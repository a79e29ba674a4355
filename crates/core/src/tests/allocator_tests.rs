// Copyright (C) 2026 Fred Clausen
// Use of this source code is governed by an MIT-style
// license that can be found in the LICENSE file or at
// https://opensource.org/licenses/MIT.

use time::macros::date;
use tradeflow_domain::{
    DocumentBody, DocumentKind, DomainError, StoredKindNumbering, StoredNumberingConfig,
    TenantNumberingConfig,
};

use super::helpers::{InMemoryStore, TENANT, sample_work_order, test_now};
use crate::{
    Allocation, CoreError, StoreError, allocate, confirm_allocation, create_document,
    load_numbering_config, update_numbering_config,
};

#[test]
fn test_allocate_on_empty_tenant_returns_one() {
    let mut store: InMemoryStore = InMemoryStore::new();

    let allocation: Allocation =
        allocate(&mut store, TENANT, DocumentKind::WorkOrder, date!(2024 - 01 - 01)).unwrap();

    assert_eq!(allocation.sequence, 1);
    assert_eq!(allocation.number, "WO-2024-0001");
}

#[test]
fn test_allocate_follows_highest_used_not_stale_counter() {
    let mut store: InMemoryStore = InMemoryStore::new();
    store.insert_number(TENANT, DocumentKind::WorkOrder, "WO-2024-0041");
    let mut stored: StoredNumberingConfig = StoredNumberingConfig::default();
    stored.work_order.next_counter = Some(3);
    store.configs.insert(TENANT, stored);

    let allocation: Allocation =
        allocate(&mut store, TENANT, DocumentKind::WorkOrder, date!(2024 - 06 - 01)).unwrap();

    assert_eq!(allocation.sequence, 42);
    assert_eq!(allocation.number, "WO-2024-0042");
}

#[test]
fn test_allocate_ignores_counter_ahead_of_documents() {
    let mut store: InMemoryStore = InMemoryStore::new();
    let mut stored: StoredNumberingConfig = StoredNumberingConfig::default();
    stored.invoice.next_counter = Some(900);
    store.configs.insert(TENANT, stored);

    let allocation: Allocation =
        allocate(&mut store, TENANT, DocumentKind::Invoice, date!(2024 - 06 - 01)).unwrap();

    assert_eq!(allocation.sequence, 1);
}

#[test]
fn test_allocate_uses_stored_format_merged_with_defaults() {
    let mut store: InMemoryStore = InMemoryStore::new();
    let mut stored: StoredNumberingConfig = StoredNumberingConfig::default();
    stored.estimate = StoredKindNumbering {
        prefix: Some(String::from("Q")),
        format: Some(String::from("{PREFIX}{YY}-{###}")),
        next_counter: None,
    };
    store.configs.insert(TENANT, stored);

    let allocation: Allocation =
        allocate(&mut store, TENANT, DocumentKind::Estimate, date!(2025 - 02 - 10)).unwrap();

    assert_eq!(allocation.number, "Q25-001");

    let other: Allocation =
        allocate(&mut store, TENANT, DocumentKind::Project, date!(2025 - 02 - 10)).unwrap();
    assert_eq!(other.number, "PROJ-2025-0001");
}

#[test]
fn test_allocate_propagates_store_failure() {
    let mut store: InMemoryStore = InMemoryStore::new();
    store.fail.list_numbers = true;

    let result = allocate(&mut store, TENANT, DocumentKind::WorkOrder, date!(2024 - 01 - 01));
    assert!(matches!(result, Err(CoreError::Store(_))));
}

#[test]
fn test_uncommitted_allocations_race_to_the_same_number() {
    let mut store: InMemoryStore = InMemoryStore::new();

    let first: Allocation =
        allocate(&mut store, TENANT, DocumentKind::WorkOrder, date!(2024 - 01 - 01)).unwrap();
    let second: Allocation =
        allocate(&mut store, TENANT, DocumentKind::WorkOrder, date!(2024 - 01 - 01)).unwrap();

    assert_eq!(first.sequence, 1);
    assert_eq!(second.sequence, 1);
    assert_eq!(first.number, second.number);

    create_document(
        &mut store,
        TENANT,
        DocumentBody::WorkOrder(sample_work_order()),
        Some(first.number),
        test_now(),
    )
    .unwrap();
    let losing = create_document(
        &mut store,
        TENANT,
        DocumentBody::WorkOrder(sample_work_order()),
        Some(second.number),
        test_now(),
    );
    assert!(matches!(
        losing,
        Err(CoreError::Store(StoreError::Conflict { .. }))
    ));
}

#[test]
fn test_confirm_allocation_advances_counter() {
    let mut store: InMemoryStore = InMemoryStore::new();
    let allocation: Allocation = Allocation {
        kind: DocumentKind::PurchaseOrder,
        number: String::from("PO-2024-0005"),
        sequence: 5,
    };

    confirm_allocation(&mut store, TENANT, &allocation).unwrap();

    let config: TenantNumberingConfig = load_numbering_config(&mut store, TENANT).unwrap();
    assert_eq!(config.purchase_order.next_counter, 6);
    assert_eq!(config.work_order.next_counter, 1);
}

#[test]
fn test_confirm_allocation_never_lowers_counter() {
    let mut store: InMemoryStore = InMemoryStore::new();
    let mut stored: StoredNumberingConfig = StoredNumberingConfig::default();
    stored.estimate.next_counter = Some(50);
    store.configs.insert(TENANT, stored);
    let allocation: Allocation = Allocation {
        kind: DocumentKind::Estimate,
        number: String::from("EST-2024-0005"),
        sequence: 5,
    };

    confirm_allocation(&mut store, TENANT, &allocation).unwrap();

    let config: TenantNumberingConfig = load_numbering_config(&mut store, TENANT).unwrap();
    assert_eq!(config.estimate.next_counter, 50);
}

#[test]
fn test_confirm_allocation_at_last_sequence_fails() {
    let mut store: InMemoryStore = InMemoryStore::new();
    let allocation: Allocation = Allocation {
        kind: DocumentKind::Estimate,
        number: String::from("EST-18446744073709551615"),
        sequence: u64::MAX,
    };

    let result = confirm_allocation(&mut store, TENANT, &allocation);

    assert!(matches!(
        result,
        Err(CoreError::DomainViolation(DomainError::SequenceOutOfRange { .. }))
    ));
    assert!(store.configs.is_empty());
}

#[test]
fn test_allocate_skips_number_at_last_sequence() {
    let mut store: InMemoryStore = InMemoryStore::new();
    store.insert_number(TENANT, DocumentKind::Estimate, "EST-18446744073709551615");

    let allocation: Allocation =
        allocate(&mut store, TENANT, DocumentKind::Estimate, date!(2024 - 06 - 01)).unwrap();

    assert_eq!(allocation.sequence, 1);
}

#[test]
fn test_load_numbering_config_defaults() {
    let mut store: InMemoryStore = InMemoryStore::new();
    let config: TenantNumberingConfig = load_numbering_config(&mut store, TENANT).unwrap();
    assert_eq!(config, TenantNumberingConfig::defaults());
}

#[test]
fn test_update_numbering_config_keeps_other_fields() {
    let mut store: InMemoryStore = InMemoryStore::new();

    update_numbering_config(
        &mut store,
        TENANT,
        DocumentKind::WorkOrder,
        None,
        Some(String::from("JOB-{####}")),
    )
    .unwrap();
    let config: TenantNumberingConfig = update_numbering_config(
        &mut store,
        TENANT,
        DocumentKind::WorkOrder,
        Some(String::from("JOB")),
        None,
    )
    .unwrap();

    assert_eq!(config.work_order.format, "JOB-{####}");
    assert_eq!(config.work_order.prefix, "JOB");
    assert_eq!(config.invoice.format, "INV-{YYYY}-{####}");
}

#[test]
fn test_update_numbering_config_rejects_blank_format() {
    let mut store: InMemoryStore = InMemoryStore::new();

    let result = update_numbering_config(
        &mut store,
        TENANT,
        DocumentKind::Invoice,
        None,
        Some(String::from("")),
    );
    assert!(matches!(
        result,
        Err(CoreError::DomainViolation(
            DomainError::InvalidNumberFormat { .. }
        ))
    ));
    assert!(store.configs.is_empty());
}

____

Exercise:
Set down every entry exactly as given.

Answer to this task:
repository a79e29ba674a4355
filename crates/core/src/tests/allocator_tests.rs
// Copyright (C) 2026 Fred Clausen
// Use of this source code is governed by an MIT-style
// license that can be found in the LICENSE file or at
// https://opensource.org/licenses/MIT.

use time::macros::date;
use tradeflow_domain::{
    DocumentBody, DocumentKind, DomainError, StoredKindNumbering, StoredNumberingConfig,
    TenantNumberingConfig,
};

use super::helpers::{InMemoryStore, TENANT, sample_work_order, test_now};
use crate::{
    Allocation, CoreError, StoreError, allocate, confirm_allocation, create_document,
    load_numbering_config, update_numbering_config,
};

#[test]
fn test_allocate_on_empty_tenant_returns_one() {
    let mut store: InMemoryStore = InMemoryStore::new();

    let allocation: Allocation =
        allocate(&mut store, TENANT, DocumentKind::WorkOrder, date!(2024 - 01 - 01)).unwrap();

    assert_eq!(allocation.sequence, 1);
    assert_eq!(allocation.number, "WO-2024-0001");
}

#[test]
fn test_allocate_follows_highest_used_not_stale_counter() {
    let mut store: InMemoryStore = InMemoryStore::new();
    store.insert_number(TENANT, DocumentKind::WorkOrder, "WO-2024-0041");
    let mut stored: StoredNumberingConfig = StoredNumberingConfig::default();
    stored.work_order.next_counter = Some(3);
    store.configs.insert(TENANT, stored);

    let allocation: Allocation =
        allocate(&mut store, TENANT, DocumentKind::WorkOrder, date!(2024 - 06 - 01)).unwrap();

    assert_eq!(allocation.sequence, 42);
    assert_eq!(allocation.number, "WO-2024-0042");
}

#[test]
fn test_allocate_ignores_counter_ahead_of_documents() {
    let mut store: InMemoryStore = InMemoryStore::new();
    let mut stored: StoredNumberingConfig = StoredNumberingConfig::default();
    stored.invoice.next_counter = Some(900);
    store.configs.insert(TENANT, stored);

    let allocation: Allocation =
        allocate(&mut store, TENANT, DocumentKind::Invoice, date!(2024 - 06 - 01)).unwrap();

    assert_eq!(allocation.sequence, 1);
}

#[test]
fn test_allocate_uses_stored_format_merged_with_defaults() {
    let mut store: InMemoryStore = InMemoryStore::new();
    let mut stored: StoredNumberingConfig = StoredNumberingConfig::default();
    stored.estimate = StoredKindNumbering {
        prefix: Some(String::from("Q")),
        format: Some(String::from("{PREFIX}{YY}-{###}")),
        next_counter: None,
    };
    store.configs.insert(TENANT, stored);

    let allocation: Allocation =
        allocate(&mut store, TENANT, DocumentKind::Estimate, date!(2025 - 02 - 10)).unwrap();

    assert_eq!(allocation.number, "Q25-001");

    let other: Allocation =
        allocate(&mut store, TENANT, DocumentKind::Project, date!(2025 - 02 - 10)).unwrap();
    assert_eq!(other.number, "PROJ-2025-0001");
}

#[test]
fn test_allocate_propagates_store_failure() {
    let mut store: InMemoryStore = InMemoryStore::new();
    store.fail.list_numbers = true;

    let result = allocate(&mut store, TENANT, DocumentKind::WorkOrder, date!(2024 - 01 - 01));
    assert!(matches!(result, Err(CoreError::Store(_))));
}

#[test]
fn test_uncommitted_allocations_race_to_the_same_number() {
    let mut store: InMemoryStore = InMemoryStore::new();

    let first: Allocation =
        allocate(&mut store, TENANT, DocumentKind::WorkOrder, date!(2024 - 01 - 01)).unwrap();
    let second: Allocation =
        allocate(&mut store, TENANT, DocumentKind::WorkOrder, date!(2024 - 01 - 01)).unwrap();

    assert_eq!(first.sequence, 1);
    assert_eq!(second.sequence, 1);
    assert_eq!(first.number, second.number);

    create_document(
        &mut store,
        TENANT,
        DocumentBody::WorkOrder(sample_work_order()),
        Some(first.number),
        test_now(),
    )
    .unwrap();
    let losing = create_document(
        &mut store,
        TENANT,
        DocumentBody::WorkOrder(sample_work_order()),
        Some(second.number),
        test_now(),
    );
    assert!(matches!(
        losing,
        Err(CoreError::Store(StoreError::Conflict { .. }))
    ));
}

#[test]
fn test_confirm_allocation_advances_counter() {
    let mut store: InMemoryStore = InMemoryStore::new();
    let allocation: Allocation = Allocation {
        kind: DocumentKind::PurchaseOrder,
        number: String::from("PO-2024-0005"),
        sequence: 5,
    };

    confirm_allocation(&mut store, TENANT, &allocation).unwrap();

    let config: TenantNumberingConfig = load_numbering_config(&mut store, TENANT).unwrap();
    assert_eq!(config.purchase_order.next_counter, 6);
    assert_eq!(config.work_order.next_counter, 1);
}

#[test]
fn test_confirm_allocation_never_lowers_counter() {
    let mut store: InMemoryStore = InMemoryStore::new();
    let mut stored: StoredNumberingConfig = StoredNumberingConfig::default();
    stored.estimate.next_counter = Some(50);
    store.configs.insert(TENANT, stored);
    let allocation: Allocation = Allocation {
        kind: DocumentKind::Estimate,
        number: String::from("EST-2024-0005"),
        sequence: 5,
    };

    confirm_allocation(&mut store, TENANT, &allocation).unwrap();

    let config: TenantNumberingConfig = load_numbering_config(&mut store, TENANT).unwrap();
    assert_eq!(config.estimate.next_counter, 50);
}

#[test]
fn test_confirm_allocation_at_last_sequence_fails() {
    let mut store: InMemoryStore = InMemoryStore::new();
    let allocation: Allocation = Allocation {
        kind: DocumentKind::Estimate,
        number: String::from("EST-18446744073709551615"),
        sequence: u64::MAX,
    };

    let result = confirm_allocation(&mut store, TENANT, &allocation);

    assert!(matches!(
        result,
        Err(CoreError::DomainViolation(DomainError::SequenceOutOfRange { .. }))
    ));
    assert!(store.configs.is_empty());
}

#[test]
fn test_allocate_skips_number_at_last_sequence() {
    let mut store: InMemoryStore = InMemoryStore::new();
    store.insert_number(TENANT, DocumentKind::Estimate, "EST-18446744073709551615");

    let allocation: Allocation =
        allocate(&mut store, TENANT, DocumentKind::Estimate, date!(2024 - 06 - 01)).unwrap();

    assert_eq!(allocation.sequence, 1);
}

#[test]
fn test_load_numbering_config_defaults() {
    let mut store: InMemoryStore = InMemoryStore::new();
    let config: TenantNumberingConfig = load_numbering_config(&mut store, TENANT).unwrap();
    assert_eq!(config, TenantNumberingConfig::defaults());
}

#[test]
fn test_update_numbering_config_keeps_other_fields() {
    let mut store: InMemoryStore = InMemoryStore::new();

    update_numbering_config(
        &mut store,
        TENANT,
        DocumentKind::WorkOrder,
        None,
        Some(String::from("JOB-{####}")),
    )
    .unwrap();
    let config: TenantNumberingConfig = update_numbering_config(
        &mut store,
        TENANT,
        DocumentKind::WorkOrder,
        Some(String::from("JOB")),
        None,
    )
    .unwrap();

    assert_eq!(config.work_order.format, "JOB-{####}");
    assert_eq!(config.work_order.prefix, "JOB");
    assert_eq!(config.invoice.format, "INV-{YYYY}-{####}");
}

#[test]
fn test_update_numbering_config_rejects_blank_format() {
    let mut store: InMemoryStore = InMemoryStore::new();

    let result = update_numbering_config(
        &mut store,
        TENANT,
        DocumentKind::Invoice,
        None,
        Some(String::from("")),
    );
    assert!(matches!(
        result,
        Err(CoreError::DomainViolation(
            DomainError::InvalidNumberFormat { .. }
        ))
    ));
    assert!(store.configs.is_empty());
}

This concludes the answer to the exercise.